During mealtimes, the CPM is removed and the patient sits on the bed allowing legs to dangle off the side at a bend of 90 degrees. Following meals, an active exercise is done by actively extending the recovering limb for ten reps.

The second half of Phase One: Postoperative day 8 through 14

On the eighth day following surgery, patients are generally able to resume regular sedentary activities and have a nearly normal gait with or without a walker or crutches. The length of time that patients use a walker or crutches is dependant on the patient's age and general physical health. Patients should continue their active exercises four times per day. A follow-up appointment is made at this time.

Phase Two
Postoperative Day 15 through 28

At two weeks, patients continue their exercise program by adding the Step Box. This simple device is used for the performance of closed chain knee extension exercises, beginning with four sets of 25 reps of two-inch excursions until fatigue each day, progressively increasing until 50 reps can be performed. The same routine is then continued with a four-inch excursion. After the same goal is reached, the excursion is increased to six, then eight inches. Patients must remember to do at least four sets per day. The patient may start to work the stationary bike and/or the Stairmaster in the routine, as well as continuing the Step Box at increasingly longer excursions through the end of the fourth week.

The team of certified trainers at the Sanders Clinic then develop an ongoing exercise plan and assist in the rehabilitation, in order to continue strengthening the injured area and surrounding muscle groups.

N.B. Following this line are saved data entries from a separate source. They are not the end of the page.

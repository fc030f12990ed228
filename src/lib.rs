//! Document Quality Assessment Library
//!
//! Scores an uploaded document (a passport scan, a transcript photo, a PDF)
//! on a 0-100 scale before it is stored, and explains what is wrong with it.
//!
//! # Features
//!
//! - **Image analysis**: resolution, brightness, contrast and Laplacian
//!   sharpness over a bounded pixel sample
//! - **Generic documents**: file-size plausibility for PDFs and office files
//! - **Never fails on content**: undecodable images come back as a score of
//!   0 with an actionable suggestion
//! - **Batch scanning**: parallel directory assessment with progress
//!
//! # Quick Start
//!
//! ```rust,ignore
//! use doc_quality::assess_quality;
//!
//! let bytes = std::fs::read("passport.jpg")?;
//! let report = assess_quality(&bytes, "image/jpeg", bytes.len() as u64)?;
//!
//! println!("{}/100 ({})", report.score, report.label);
//! for suggestion in report.suggestions() {
//!     println!("  - {}", suggestion);
//! }
//! ```
//!
//! # Custom thresholds
//!
//! ```rust,ignore
//! use doc_quality::{AssessorBuilder, config::QualityThresholds};
//!
//! let thresholds = QualityThresholds {
//!     min_resolution: 1200,
//!     ..Default::default()
//! };
//! let assessor = AssessorBuilder::new().thresholds(thresholds).build()?;
//! ```

#![warn(missing_docs)]
#![warn(clippy::all)]

pub mod batch;
pub mod cli;
pub mod codec;
pub mod config;
pub mod document;
pub mod error;
pub mod metrics;
pub mod pipeline;
pub mod progress;
pub mod scoring;

// Re-export commonly used types
pub use config::AssessmentConfig;
pub use document::{DocumentKind, RawDocument};
pub use error::{DocQualityError, Result};
pub use pipeline::{assess_quality, AssessorBuilder, QualityAssessor, QualityReport};
pub use scoring::{IssueKind, QualityIssue, QualityLabel};

/// Library version information.
pub mod version {
    /// Library version string.
    pub const VERSION: &str = env!("CARGO_PKG_VERSION");

    /// Library name.
    pub const NAME: &str = env!("CARGO_PKG_NAME");

    /// Get full version string.
    pub fn full_version() -> String {
        format!("{} {}", NAME, VERSION)
    }
}
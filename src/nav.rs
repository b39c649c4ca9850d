//! Navigation seam used for login redirects and data refreshes.
//!
//! SYSTEM CONTEXT
//! ==============
//! The session synchronizer fires navigation side effects and never waits on
//! them. A UI shell owns the real router and drains [`NavCommand`]s from a
//! [`ChannelRouter`].

use tokio::sync::mpsc;

/// Fire-and-forget router capability.
pub trait Router: Send + Sync {
    /// Navigate to `path`.
    fn push(&self, path: &str);

    /// Re-fetch server-rendered data for the current route without navigating.
    fn refresh(&self);
}

/// A navigation request forwarded to the UI shell.
#[derive(Debug, Clone, PartialEq, Eq)]
pub enum NavCommand {
    Push(String),
    Refresh,
}

/// Router that forwards every request over an unbounded channel.
#[derive(Debug, Clone)]
pub struct ChannelRouter {
    tx: mpsc::UnboundedSender<NavCommand>,
}

impl ChannelRouter {
    /// Create a router plus the receiving end the UI shell drains.
    #[must_use]
    pub fn new() -> (Self, mpsc::UnboundedReceiver<NavCommand>) {
        let (tx, rx) = mpsc::unbounded_channel();
        (Self { tx }, rx)
    }

    fn forward(&self, command: NavCommand) {
        if self.tx.send(command).is_err() {
            tracing::debug!("navigation receiver dropped; command discarded");
        }
    }
}

impl Router for ChannelRouter {
    fn push(&self, path: &str) {
        tracing::debug!(%path, "navigate");
        self.forward(NavCommand::Push(path.to_string()));
    }

    fn refresh(&self) {
        tracing::debug!("refresh");
        self.forward(NavCommand::Refresh);
    }
}

#[cfg(test)]
#[path = "nav_test.rs"]
mod tests;
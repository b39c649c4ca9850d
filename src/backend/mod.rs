//! Hosted backend-as-a-service client: auth endpoints, REST tables, and
//! local session persistence.
//!
//! DESIGN
//! ======
//! One `BackendClient` is built from config at startup and shared via `Arc`.
//! Every request carries the project `apikey`; the bearer token is the
//! signed-in user's access token when there is one, otherwise the anon key.
//!
//! ERROR HANDLING
//! ==============
//! Transport problems, non-2xx responses and undecodable bodies are kept
//! apart in [`BackendError`]. The auth layer flattens them into the single
//! `AuthError` kind at the `AuthService` seam.

pub mod auth;
pub mod rest;
pub mod store;

use std::time::Duration;

use reqwest::{Method, RequestBuilder};
use serde::de::DeserializeOwned;

use crate::config::BackendConfig;
pub use rest::{Query, Rest};

// =============================================================================
// ERROR
// =============================================================================

/// Errors produced by backend calls.
#[derive(Debug, thiserror::Error)]
pub enum BackendError {
    /// The HTTP request could not be sent or its body not read.
    #[error("request failed: {0}")]
    Request(String),

    /// The backend answered with a non-success status.
    #[error("backend returned status {status}: {message}")]
    Response { status: u16, message: String },

    /// The response body did not match the expected shape.
    #[error("response parse failed: {0}")]
    Parse(String),

    /// The underlying HTTP client could not be constructed.
    #[error("HTTP client build failed: {0}")]
    HttpClientBuild(String),

    /// The operation needs a signed-in user.
    #[error("not signed in")]
    NoSession,

    /// A row the operation depends on does not exist or is not visible.
    #[error("not found: {0}")]
    NotFound(String),

    /// Input was rejected before any request was made.
    #[error("invalid input: {0}")]
    InvalidInput(String),

    /// The local session store could not be read or written.
    #[error("session store failed: {0}")]
    Store(String),
}

impl BackendError {
    /// Build a `Response` error, pulling a readable message out of the body.
    #[must_use]
    pub fn from_response(status: u16, body: &str) -> Self {
        Self::Response { status, message: error_message(body) }
    }
}

/// Auth and REST endpoints both report errors as JSON, under one of a few keys.
pub(crate) fn error_message(body: &str) -> String {
    let Ok(value) = serde_json::from_str::<serde_json::Value>(body) else {
        return body.trim().to_string();
    };
    ["msg", "message", "error_description", "error"]
        .iter()
        .find_map(|key| value.get(*key).and_then(serde_json::Value::as_str))
        .map_or_else(|| body.trim().to_string(), str::to_string)
}

// =============================================================================
// CLIENT
// =============================================================================

/// HTTP client bound to one backend project.
#[derive(Debug, Clone)]
pub struct BackendClient {
    http: reqwest::Client,
    base_url: String,
    anon_key: String,
}

impl BackendClient {
    /// Build a client from typed config.
    ///
    /// # Errors
    ///
    /// Returns an error if the HTTP client fails to build.
    pub fn new(config: &BackendConfig) -> Result<Self, BackendError> {
        let http = reqwest::Client::builder()
            .timeout(Duration::from_secs(config.timeouts.request_secs))
            .connect_timeout(Duration::from_secs(config.timeouts.connect_secs))
            .build()
            .map_err(|e| BackendError::HttpClientBuild(e.to_string()))?;
        Ok(Self { http, base_url: config.url.clone(), anon_key: config.anon_key.clone() })
    }

    #[must_use]
    pub fn base_url(&self) -> &str {
        &self.base_url
    }

    pub(crate) fn auth_endpoint(&self, path: &str) -> String {
        format!("{}/auth/v1/{path}", self.base_url)
    }

    pub(crate) fn rest_endpoint(&self, table: &str) -> String {
        format!("{}/rest/v1/{table}", self.base_url)
    }

    pub(crate) fn request(&self, method: Method, url: &str, token: Option<&str>) -> RequestBuilder {
        self.http
            .request(method, url)
            .header("apikey", &self.anon_key)
            .bearer_auth(token.unwrap_or(&self.anon_key))
    }

    /// REST scope authorized as `token`, or anonymously when `None`.
    #[must_use]
    pub fn rest<'a>(&'a self, token: Option<&'a str>) -> Rest<'a> {
        Rest::new(self, token)
    }
}

/// Send a request and return the status with the raw body.
pub(crate) async fn send(builder: RequestBuilder) -> Result<(u16, String), BackendError> {
    let response = builder
        .send()
        .await
        .map_err(|e| BackendError::Request(e.to_string()))?;
    let status = response.status().as_u16();
    let text = response
        .text()
        .await
        .map_err(|e| BackendError::Request(e.to_string()))?;
    Ok((status, text))
}

/// Send a request, require a 2xx status, and decode the JSON body.
pub(crate) async fn send_json<T: DeserializeOwned>(builder: RequestBuilder) -> Result<T, BackendError> {
    let (status, text) = send(builder).await?;
    if !(200..300).contains(&status) {
        return Err(BackendError::from_response(status, &text));
    }
    serde_json::from_str(&text).map_err(|e| BackendError::Parse(e.to_string()))
}

#[cfg(test)]
#[path = "mod_test.rs"]
mod tests;
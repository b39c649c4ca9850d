//! Authentication: session types, the auth-service seam, and the session
//! synchronizer.
//!
//! DESIGN
//! ======
//! `SessionSync` only talks to the auth service through [`AuthService`], so
//! the hosted client in `backend::auth` and the test doubles are
//! interchangeable. Every failure crossing this seam is an [`AuthError`];
//! there is one kind only.

pub mod events;
pub mod sync;
pub mod types;

pub use events::{AuthEventBus, AuthSubscription, SubscriptionGuard};
pub use sync::SessionSync;
pub use types::{AuthChangeEvent, AuthStateChange, AuthViewState, Session, SessionPhase, User, should_redirect_unauth};

// =============================================================================
// ERROR
// =============================================================================

/// Generic failure of an auth operation.
///
/// No distinction is made between network, credential or service failures.
#[derive(Debug, Clone, PartialEq, Eq, thiserror::Error)]
#[error("auth operation failed: {message}")]
pub struct AuthError {
    message: String,
}

impl AuthError {
    #[must_use]
    pub fn new(message: impl Into<String>) -> Self {
        Self { message: message.into() }
    }

    #[must_use]
    pub fn message(&self) -> &str {
        &self.message
    }
}

impl From<crate::backend::BackendError> for AuthError {
    fn from(err: crate::backend::BackendError) -> Self {
        Self::new(err.to_string())
    }
}

// =============================================================================
// SERVICE SEAM
// =============================================================================

/// Capabilities the synchronizer needs from an auth service.
#[async_trait::async_trait]
pub trait AuthService: Send + Sync {
    /// One-shot lookup of the current session, if any.
    async fn get_session(&self) -> Result<Option<Session>, AuthError>;

    /// Subscribe to the ordered stream of auth-state changes.
    fn on_auth_state_change(&self) -> AuthSubscription;

    /// End the current session on the service.
    async fn sign_out(&self) -> Result<(), AuthError>;
}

This ensures the best postoperative results.

Phase Three
Postoperative Day 29 until discharge from active treatment

Patients schedule another follow-up appointment with Dr. Sanders one month after surgery. Certified trainers work one-on-one with the patients to continue a Reconditioning Program. They establish an exercise routine that can be done both at home independently, as well as at a gym or clinic under supervision. During months three and four, patients may begin returning to sports at a restricted level. And through the remaining year, patients are periodically evaluated with strength and measurement tests.

The long term
The loosening and wear of the prosthesis has been a problem over the years. Many innovations in the design of the Total Knee Prosthesis have been introduced only to be withdrawn when they have shown to cause more problems than solutions. These have included bone ingrowth prostheses, which did not use cement, and metal backed tibial trays, and a asymmetric metal backed patella prosthesis. Controversy has existed among surgeons regarding whether or not the posterior cruciate ligament should be maintained or removed. Those prostheses in which the posterior cruciate ligament is removed last longer.

Dr. Sanders uses a prosthesis system that has been shown the best long-term results. The vast majority of Total Knee Replacement patients with this prosthesis system have shown to retain their original prosthesis for over twenty years. This design, made by several companies, is known as a Posterior Stabilized Prosthesis; which serves as a substitute for the posterior cruciate ligament, is fully cemented, has an entirely polyethylene tibial tray, a metal femoral prosthesis, and a simple polyethylene patella button.
* Patients undergoing joint replacement procedures should always inform physicians before future procedures are done. In some cases, such as dental procedures and colonoscopies, antibiotics are required in advance in order to prevent the bacteria introduced into the bloodstream from infecting the prosthesis.